WHAT YOU HAVE TO DO
Among the entries, find the lines with the string "impl" and copy them.

━━ SUPPLIED INFORMATION

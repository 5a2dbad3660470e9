use crate::utils::{truncate_chars, AnalyzerError, Result};
use serde::{Deserialize, Serialize};
use std::path::Path;

pub const ACCEPTED_EXTENSIONS: &[&str] = &["txt", "csv", "md"];

#[derive(Debug, Clone, PartialEq, Eq, Serialize, Deserialize)]
#[serde(tag = "kind", rename_all = "snake_case")]
pub enum ManuscriptSource {
    Typed,
    Upload { file_name: String },
}

/// Text submitted for analysis, with where it came from.
#[derive(Debug, Clone, PartialEq, Eq, Serialize, Deserialize)]
pub struct Manuscript {
    pub source: ManuscriptSource,
    pub text: String,
}

impl Manuscript {
    pub fn typed(text: impl Into<String>) -> Self {
        Self {
            source: ManuscriptSource::Typed,
            text: text.into(),
        }
    }

    /// Decodes uploaded bytes as UTF-8. Only `.txt`, `.csv` and `.md` files
    /// are accepted.
    pub fn from_upload(file_name: &str, bytes: Vec<u8>) -> Result<Self> {
        check_extension(file_name)?;

        let text = String::from_utf8(bytes).map_err(|e| AnalyzerError::FileDecodeError {
            file_name: file_name.to_string(),
            reason: e.utf8_error().to_string(),
        })?;

        Ok(Self {
            source: ManuscriptSource::Upload {
                file_name: file_name.to_string(),
            },
            text,
        })
    }

    pub async fn from_path(path: impl AsRef<Path>) -> Result<Self> {
        let path = path.as_ref();
        let file_name = path
            .file_name()
            .map(|n| n.to_string_lossy().into_owned())
            .unwrap_or_else(|| path.display().to_string());

        check_extension(&file_name)?;
        let bytes = tokio::fs::read(path).await?;
        Self::from_upload(&file_name, bytes)
    }

    pub fn is_blank(&self) -> bool {
        self.text.trim().is_empty()
    }

    /// The first `max_chars` characters, with `...` appended when the text is
    /// longer. Display only: analysis always uses the full text.
    pub fn preview(&self, max_chars: usize) -> String {
        truncate_chars(&self.text, max_chars)
    }

    pub fn file_name(&self) -> Option<&str> {
        match &self.source {
            ManuscriptSource::Upload { file_name } => Some(file_name),
            ManuscriptSource::Typed => None,
        }
    }
}

fn check_extension(file_name: &str) -> Result<()> {
    let extension = Path::new(file_name)
        .extension()
        .and_then(|ext| ext.to_str())
        .map(|ext| ext.to_ascii_lowercase());

    match extension {
        Some(ext) if ACCEPTED_EXTENSIONS.contains(&ext.as_str()) => Ok(()),
        _ => Err(AnalyzerError::UnsupportedFile(file_name.to_string())),
    }
}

━━━━

EXPECTED ANSWER
impl Manuscript {
    pub fn typed(text: impl Into<String>) -> Self {
    pub async fn from_path(path: impl AsRef<Path>) -> Result<Self> {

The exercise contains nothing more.